Yes, it would be absolutely amazing to own a pro sports franchise. Think of the perks. Access to great athletes. Awesome seats to every game. Lots of revenue, and the likelihood that your team will one day be worth far more than what you paid for it.
But let’s be honest: There are only so many major pro sports franchises to go around, and it requires tremendous wealth to purchase one. Consider that there are 122 franchises from the NBA, NHL, Major League Baseball and the NFL. The team with the lowest value, according to Forbes, is the NHL’s Arizona Coyotes, worth $285 million. When former Microsoft CEO Steve Ballmer bought the NBA’s Los Angeles Clippers in 2014, he paid more than $2 billion.
That said, there may be ways for people of more modest means to get in on the sports ownership game. Minor league teams, especially from small and independent leagues, are plentiful and priced more reasonably than teams from the Big Four.
Buying Shares in a Team
There are a handful of teams that are publicly owned, making it possible to own part of a team in the same way you might own a share of a company. The Green Bay Packers are a high-profile example of this. The team has had five stock sales over the years, distributing more than 5 million shares. The last stock sale in 2011 netted the team enough money to renovate the team stadium and install a high-end scoreboard.
Carefully consider this option before buying shares, as it may not be a viable way of making money. For example, Packers stock is not a tradable security, giving it no market value. Furthermore, the Packers organization is a non-profit, which means it does not distribute profits to shareholders in the form of dividends.

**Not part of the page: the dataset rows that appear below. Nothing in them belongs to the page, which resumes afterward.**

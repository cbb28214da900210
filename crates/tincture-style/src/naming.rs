//! Conversion between structured field names and CSS custom-property names.
//!
//! Structured fields use word-boundary capitalization (`mutedForeground`),
//! custom properties use the hyphenated form (`muted-foreground`). The two
//! functions here are inverses over the role vocabulary in [`crate::roles`].

/// Render a capitalized-boundary name in hyphenated form.
///
/// A hyphen is inserted before every ASCII uppercase letter, which is then
/// lowercased. A leading capital is lowercased without a leading hyphen.
///
/// ```
/// use tincture_style::naming::kebab_case;
///
/// assert_eq!(kebab_case("mutedForeground"), "muted-foreground");
/// assert_eq!(kebab_case("sidebarPrimaryForeground"), "sidebar-primary-foreground");
/// assert_eq!(kebab_case("chart1"), "chart1");
/// ```
pub fn kebab_case(name: &str) -> String {
    let mut out = String::with_capacity(name.len() + 4);
    for c in name.chars() {
        if c.is_ascii_uppercase() {
            if !out.is_empty() && !out.ends_with('-') {
                out.push('-');
            }
            out.push(c.to_ascii_lowercase());
        } else {
            out.push(c);
        }
    }
    out
}

/// Render a hyphenated name in capitalized-boundary form.
///
/// Every hyphen is removed; the character after it is uppercased when it
/// is a lowercase ASCII letter.
///
/// ```
/// use tincture_style::naming::camel_case;
///
/// assert_eq!(camel_case("muted-foreground"), "mutedForeground");
/// assert_eq!(camel_case("primary"), "primary");
/// ```
pub fn camel_case(name: &str) -> String {
    let mut out = String::with_capacity(name.len());
    let mut boundary = false;
    for c in name.chars() {
        if c == '-' {
            boundary = true;
            continue;
        }
        if boundary && c.is_ascii_lowercase() {
            out.push(c.to_ascii_uppercase());
        } else {
            out.push(c);
        }
        boundary = false;
    }
    out
}

/// Uppercase the first character of `name`.
pub fn capitalize(name: &str) -> String {
    let mut chars = name.chars();
    match chars.next() {
        Some(first) => first.to_uppercase().chain(chars).collect(),
        None => String::new(),
    }
}

/// Exported identifier for a generated preset, from its file stem.
pub fn export_identifier(file_stem: &str) -> String {
    camel_case(file_stem)
}

/// Human readable name for an exported identifier (`midnightBlue` becomes
/// `midnight Blue`).
pub fn display_name(identifier: &str) -> String {
    let mut out = String::with_capacity(identifier.len() + 4);
    for c in identifier.chars() {
        if c.is_ascii_uppercase() {
            out.push(' ');
        }
        out.push(c);
    }
    out.trim().to_string()
}

#[cfg(test)]
mod tests {
    use super::*;
    use crate::roles;

    #[test]
    fn kebab_inserts_hyphen_per_capital() {
        assert_eq!(kebab_case("primary"), "primary");
        assert_eq!(kebab_case("cardForeground"), "card-foreground");
        assert_eq!(kebab_case("sidebarAccentForeground"), "sidebar-accent-foreground");
    }

    #[test]
    fn kebab_leading_capital_is_not_hyphenated() {
        assert_eq!(kebab_case("Primary"), "primary");
        assert_eq!(kebab_case("MidnightBlue"), "midnight-blue");
    }

    #[test]
    fn camel_removes_hyphens() {
        assert_eq!(camel_case("card-foreground"), "cardForeground");
        assert_eq!(camel_case("midnight-blue"), "midnightBlue");
        assert_eq!(camel_case("theme-2"), "theme2");
    }

    #[test]
    fn casing_is_stable_over_vocabulary() {
        for role in roles::color_roles() {
            let kebab = kebab_case(&role);
            assert_eq!(kebab_case(&camel_case(&kebab)), kebab, "role {role}");
            assert_eq!(camel_case(&kebab), role, "role {role}");
        }
        for role in roles::BASE_COLOR_ROLES {
            assert_eq!(kebab_case(&camel_case(role)), *role);
        }
    }

    #[test]
    fn identifiers_and_display_names() {
        assert_eq!(export_identifier("midnight-blue"), "midnightBlue");
        assert_eq!(kebab_case(&export_identifier("midnight-blue")), "midnight-blue");
        assert_eq!(display_name("midnightBlue"), "midnight Blue");
        assert_eq!(capitalize("background"), "Background");
        assert_eq!(capitalize(""), "");
    }
}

Health Club and Fitness Franchises
If you work out at a gym, it’s likely a private business or owned by a franchise. Fitness centers including Planet Fitness, Anytime Fitness, Crunch Fitness, and Workout Anytime are taking advantage of the growing demand for low-cost gyms with expanded hours (many are open 24 hours). Other gyms include OrangeTheory and offer trainer-led workout sessions.
By purchasing a gym franchise, you are buying something that is set up and ready to go, and much of the marketing is handled by the parent company.
The upfront costs to buy a franchise can be prohibitive. Larger and more established companies with recognizable brands will have a higher initial investment. You’ll also be on the hook for royalty fees and possible advertising fees of hundreds of dollars per month.
The requirements to open a franchise may be broken up by an investor's total net worth and liquid assets. For instance, Crunch Fitness requires franchise owners to have a net worth of at least $2 million, including at least $500,000 in liquid assets. While this may be a high barrier to entry, investors can gather partners to go in on a franchise location together.
In addition to gyms, you can buy a franchise of a personal training business, such as Gym Guyz, or franchise a trademarked workout such as Zumba or Jazzercise.